The google-diff-match-patch provides implementations in Java, JavaScript, C++, C#, Lua and Python.
You should be able to just keep the "original text" and the "modified text" in variables on the client, then generate the diff in javascript (via diff-match-patch), send it to the server, along with a hash, and re-construct it (either using diff-match-patch or the unix "patch" program) on the server.
You might also want to consider including a "version" (or a modified date) when you send the original text to the client in the first place. Then include the same version (or date) in the "diff request" that the client sends up to the server. Verify the version on the server prior to applying the diff, so as to be sure that the server's copy of the text has not diverged from the client's copy while the modification was being made. (of course, in order for this to work, you'll need to update the version number on the server every time the master copy is updated).

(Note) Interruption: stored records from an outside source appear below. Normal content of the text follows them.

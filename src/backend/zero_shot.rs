//! Zero-shot intent classification against natural-language label
//! descriptions.
//!
//! Instead of training an intent-specific head, the utterance is scored
//! against a fixed list of rich label descriptions (synonyms and example
//! phrasings per intent) with an entailment-style model, and the top-scoring
//! description is mapped back to its intent. The model itself sits behind
//! [`EntailmentModel`] so a real local inference pipeline can be plugged in;
//! the crate ships a deterministic lexical-overlap scorer as the default.

use std::collections::HashSet;

use lazy_static::lazy_static;

use crate::analysis;
use crate::backend::{ClassificationResult, ClassifierBackend};
use crate::error::{DestekError, Result};
use crate::intent::Intent;

/// Compute device a model variant prefers.
#[derive(Debug, Clone, Copy, PartialEq, Eq)]
pub enum Device {
    Cpu,
    Gpu,
}

/// Identifies one entailment model variant for a [`ModelLoader`].
#[derive(Debug, Clone)]
pub struct ModelSpec {
    /// Model identifier understood by the loader.
    pub name: &'static str,
    /// Preferred device. A missing GPU must degrade to CPU, never fail hard.
    pub device: Device,
}

/// Primary model: larger, multilingual, GPU-preferring.
pub const PRIMARY_MODEL: ModelSpec = ModelSpec {
    name: "mdeberta-v3-base-xnli",
    device: Device::Gpu,
};

/// Fallback model: smaller, CPU-only.
pub const FALLBACK_MODEL: ModelSpec = ModelSpec {
    name: "bart-large-mnli",
    device: Device::Cpu,
};

/// Entailment-style scorer: how strongly does `text` support `hypothesis`?
pub trait EntailmentModel: Send + Sync {
    /// Score in [0, 1]; higher means stronger entailment.
    fn score(&self, text: &str, hypothesis: &str) -> f64;

    /// Get the name of this model for debugging and logging.
    fn name(&self) -> &str;
}

/// Loads entailment models from specs. The seam where a real local inference
/// runtime is attached.
pub trait ModelLoader: Send + Sync {
    fn load(&self, spec: &ModelSpec) -> Result<Box<dyn EntailmentModel>>;
}

/// Loader for the built-in lexical scorer. Never fails; GPU preferences
/// degrade to CPU silently because the scorer has no device affinity.
#[derive(Debug, Default)]
pub struct LexicalModelLoader;

impl ModelLoader for LexicalModelLoader {
    fn load(&self, spec: &ModelSpec) -> Result<Box<dyn EntailmentModel>> {
        if spec.device == Device::Gpu {
            log::debug!("lexical scorer has no GPU path, running {} on CPU", spec.name);
        }
        Ok(Box::new(LexicalEntailmentModel::new(spec.name)))
    }
}

/// Deterministic entailment scorer based on normalized token overlap.
///
/// Scores the fraction of utterance tokens that also occur in the label
/// description. Both sides go through the same normalization as the trained
/// pipeline, so accent folding and casing do not affect the overlap.
pub struct LexicalEntailmentModel {
    name: String,
}

impl LexicalEntailmentModel {
    pub fn new(name: impl Into<String>) -> Self {
        Self { name: name.into() }
    }
}

impl EntailmentModel for LexicalEntailmentModel {
    fn score(&self, text: &str, hypothesis: &str) -> f64 {
        let text_tokens: HashSet<String> = analysis::tokenize(text).into_iter().collect();
        if text_tokens.is_empty() {
            return 0.0;
        }
        let hypothesis_tokens: HashSet<String> =
            analysis::tokenize(hypothesis).into_iter().collect();

        let overlap = text_tokens.intersection(&hypothesis_tokens).count();
        overlap as f64 / text_tokens.len() as f64
    }

    fn name(&self) -> &str {
        &self.name
    }
}

lazy_static! {
    /// Label descriptions scored against the utterance, each mapped back to
    /// its intent. Rich phrasings, not bare label words: the entailment
    /// model sees synonyms and example wordings per intent.
    static ref LABEL_DESCRIPTIONS: Vec<(&'static str, Intent)> = vec![
        (
            "selamlama ve karşılama: merhaba, selam, iyi günler, hoşgeldin, nasılsın, hey",
            Intent::Greeting,
        ),
        (
            "ürün arama ve sorgulama: ürün arıyorum, fiyat nedir, özellik nedir, stok var mı, katalog, ürün göster, hangi ürünler var",
            Intent::ProductInquiry,
        ),
        (
            "sipariş takibi ve durum sorgulama: siparişim nerede, ne zaman gelir, kargo takip, sipariş durumu, teslimat tarihi",
            Intent::OrderStatus,
        ),
        (
            "sepet yönetimi ve işlemleri: sepete ekle, sepetten çıkar, sepetimi göster, sepet toplamı, alışveriş sepeti",
            Intent::CartOperations,
        ),
        (
            "ödeme problemleri ve sorunları: ödeme yapamıyorum, kredi kartı çalışmıyor, ödeme hatası, taksit, ödeme yöntemleri",
            Intent::PaymentIssues,
        ),
        (
            "iade ve geri ödeme işlemleri: iade etmek istiyorum, para iadesi, ürün değişimi, iade süreci, geri ödeme",
            Intent::ReturnRefund,
        ),
        (
            "kargo ve teslimat bilgileri: kargo ücreti, ne kadar sürer, teslimat saatleri, ücretsiz kargo, kargo firması",
            Intent::ShippingInfo,
        ),
        (
            "vedalaşma ve ayrılık: hoşçakal, görüşürüz, teşekkürler, elveda, güle güle, iyi günler",
            Intent::Goodbye,
        ),
        (
            "şikayet ve memnuniyetsizlik: şikayetim var, memnun değilim, sorun yaşıyorum, kötü hizmet, problem",
            Intent::Complaint,
        ),
    ];
}

/// Configuration for [`ZeroShotBackend`]: which model variants to try.
#[derive(Debug, Clone)]
pub struct ZeroShotConfig {
    pub primary: ModelSpec,
    pub fallback: ModelSpec,
}

impl Default for ZeroShotConfig {
    fn default() -> Self {
        Self {
            primary: PRIMARY_MODEL,
            fallback: FALLBACK_MODEL,
        }
    }
}

/// Zero-shot classification backend over an entailment model.
pub struct ZeroShotBackend {
    model: Box<dyn EntailmentModel>,
}

impl std::fmt::Debug for ZeroShotBackend {
    fn fmt(&self, f: &mut std::fmt::Formatter<'_>) -> std::fmt::Result {
        f.debug_struct("ZeroShotBackend").finish_non_exhaustive()
    }
}

impl ZeroShotBackend {
    /// Construct with the built-in lexical scorer.
    pub fn new() -> Result<Self> {
        Self::with_loader(ZeroShotConfig::default(), &LexicalModelLoader)
    }

    /// Construct by loading a model through `loader`.
    ///
    /// The primary spec is tried once; on failure the fallback spec is tried
    /// exactly once more. If both fail, construction errors — degraded
    /// operation without any model would be invisible to the operator.
    pub fn with_loader(config: ZeroShotConfig, loader: &dyn ModelLoader) -> Result<Self> {
        let model = match loader.load(&config.primary) {
            Ok(model) => model,
            Err(err) => {
                log::warn!(
                    "primary model {} failed to load ({err}), trying fallback {}",
                    config.primary.name,
                    config.fallback.name
                );
                loader.load(&config.fallback).map_err(|err| {
                    DestekError::config(format!("no entailment model could be loaded: {err}"))
                })?
            }
        };

        log::info!("zero-shot backend ready with model {}", model.name());
        Ok(Self { model })
    }

    fn classify_impl(&self, text: &str) -> ClassificationResult {
        let mut best: Option<(f64, Intent)> = None;
        for (description, intent) in LABEL_DESCRIPTIONS.iter() {
            let score = self.model.score(text, description);
            if best.is_none_or(|(best_score, _)| score > best_score) {
                best = Some((score, *intent));
            }
        }

        match best {
            Some((score, intent)) => ClassificationResult::new(intent, score),
            None => ClassificationResult::fallback(),
        }
    }
}

impl ClassifierBackend for ZeroShotBackend {
    fn classify(&self, text: &str) -> Result<ClassificationResult> {
        Ok(self.classify_impl(text))
    }

    fn name(&self) -> &str {
        "zero_shot"
    }

    fn hedge_threshold(&self) -> f64 {
        0.5
    }
}

#[cfg(test)]
mod tests {
    use super::*;

    #[test]
    fn test_lexical_score_full_overlap() {
        let model = LexicalEntailmentModel::new("test");
        let score = model.score("sepete ekle", "sepet yönetimi: sepete ekle, sepetten çıkar");
        assert_eq!(score, 1.0);
    }

    #[test]
    fn test_lexical_score_empty_text() {
        let model = LexicalEntailmentModel::new("test");
        assert_eq!(model.score("", "anything"), 0.0);
    }

    #[test]
    fn test_classify_cart_operation() {
        let backend = ZeroShotBackend::new().unwrap();
        let result = backend.classify("Sepete ekle").unwrap();
        assert_eq!(result.intent, Intent::CartOperations);
        assert!(result.confidence > 0.5);
    }

    #[test]
    fn test_classify_payment_issue() {
        let backend = ZeroShotBackend::new().unwrap();
        let result = backend.classify("Ödeme yapamıyorum").unwrap();
        assert_eq!(result.intent, Intent::PaymentIssues);
    }

    #[test]
    fn test_classify_unmatched_text_stays_in_set() {
        let backend = ZeroShotBackend::new().unwrap();
        let result = backend.classify("xyzzy plugh").unwrap();
        assert!(Intent::ALL.contains(&result.intent));
        assert!((0.0..=1.0).contains(&result.confidence));
    }

    #[test]
    fn test_description_table_covers_every_intent() {
        let covered: HashSet<Intent> =
            LABEL_DESCRIPTIONS.iter().map(|(_, intent)| *intent).collect();
        assert_eq!(covered.len(), Intent::ALL.len());
    }
}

You have a really interesting approach. But if the text files are really so large that it would need too much time to upload them every time, why do you have the send the whole thing to the client? Does the client really have to receive the whole 5mb text file? Wouldn't it be possible to send him only what he needs?
Anyway, to your question:
The first thing that comes to my mind when hearing "large text files" and modification detection is diff. For the algorithm, read here. This could be an approach to commit the changes, and it specifies a format for it. You'd just have to rebuild diff (or a part of it) in javascript. This will be not easy, but possible, as I guess. If the algorithm doesn't help you, possibly at least the definition of the diff file format does.
To the corruption issue: You don't have to fear that your date gets corrupted on the way, because the TCP protocol, on which HTTP is based, looks that everything arrives without being corrupted. What you should fear is the connection reset. Might be you can do something like a handshake? When the client sends an update to the server, the server applies the modifications and keeps one old version of the file. To ensure that the client has received the ratification from the server that the modification went fine (that's where the conneciton reset happens), the client sends back another ajax request to the server. If this one doesn't come to the server within sone definied time, the file gets reset on the server side.

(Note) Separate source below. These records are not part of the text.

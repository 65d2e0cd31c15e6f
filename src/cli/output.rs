//! Human-readable output helpers for the CLI.

use crate::backend::trained::FitReport;
use crate::dataset::{self, LabeledExample};
use crate::eval::{ComparisonReport, EvaluationResult};
use crate::intent::Intent;

/// Print dataset size and per-intent distribution.
pub fn print_dataset_summary(examples: &[LabeledExample]) {
    println!("Dataset: {} examples", examples.len());
    let distribution = dataset::label_distribution(examples);
    for intent in Intent::ALL {
        if let Some(count) = distribution.get(&intent) {
            println!("  {intent}: {count}");
        }
    }
}

/// Print the outcome of fitting the trained backend.
pub fn print_fit_report(report: &FitReport) {
    println!(
        "Training finished: {} examples, vocabulary {}",
        report.training_examples, report.vocabulary_size
    );
    println!(
        "Holdout accuracy: {:.3} ({} examples)",
        report.holdout_accuracy,
        report.holdout.len()
    );
}

/// Print one backend's evaluation metrics.
pub fn print_evaluation(name: &str, result: &EvaluationResult) {
    println!("{name} results:");
    println!("  Accuracy:  {:.3}", result.accuracy);
    println!("  Precision: {:.3}", result.precision);
    println!("  Recall:    {:.3}", result.recall);
    println!("  F1 Score:  {:.3}", result.f1_score);
}

/// Print the ranked comparison table and the winner.
pub fn print_comparison(report: &ComparisonReport) {
    println!();
    println!("{}", report.to_table());
    if let Some((name, best)) = report.best_backend() {
        println!("Best backend: {name} (F1 {:.3})", best.f1_score);
    }
}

Another thing: I don't know if javascript likes it to handle such gigantic files/data...
This sounds like a problem that versioning systems (CVS, SVN, Git, Bazaar) already solve very well.
They're all reasonably easy to set up on a server, and you can communicate with them through PHP.
After the setup, you'd get for free: versioning, log, rollback, handling of concurrent changes, proper diff syntax, tagging, branches...
You wouldn't get the 'send just the updates' functionality that you asked for. I'm not sure how important that is to you. Pure texts are really very cheap to send as far as bandwidth is concerned.
Personally, I would probably make a compromise similar to what Wikis do. Break down the whole text into smaller semantically coherent chunks (chapters, or even paragraphs), determine on the client side just which chunks have been edited (without going down to the character level), and send those.
The server could then answer with a diff, generated by your versioning system, which is something they do very efficiently. If you want to allow concurrent changes, you might run into cases where editors have to do manual merges, anyway.
Another general hint might be to look at what Google did with Wave. I have to remain general here, because I haven't really studied it in detail myself, but I seem to remember that there have been a few articles about how they've solved the real-time concurrent editing problem, which seems to be exactly what you'd like to do.
In summary, I believe the problem you're planning to tackle is far from trivial, there are tools that address many of the associated problems already, and I personally would compromise and reformulate the approach in favor of much less workload.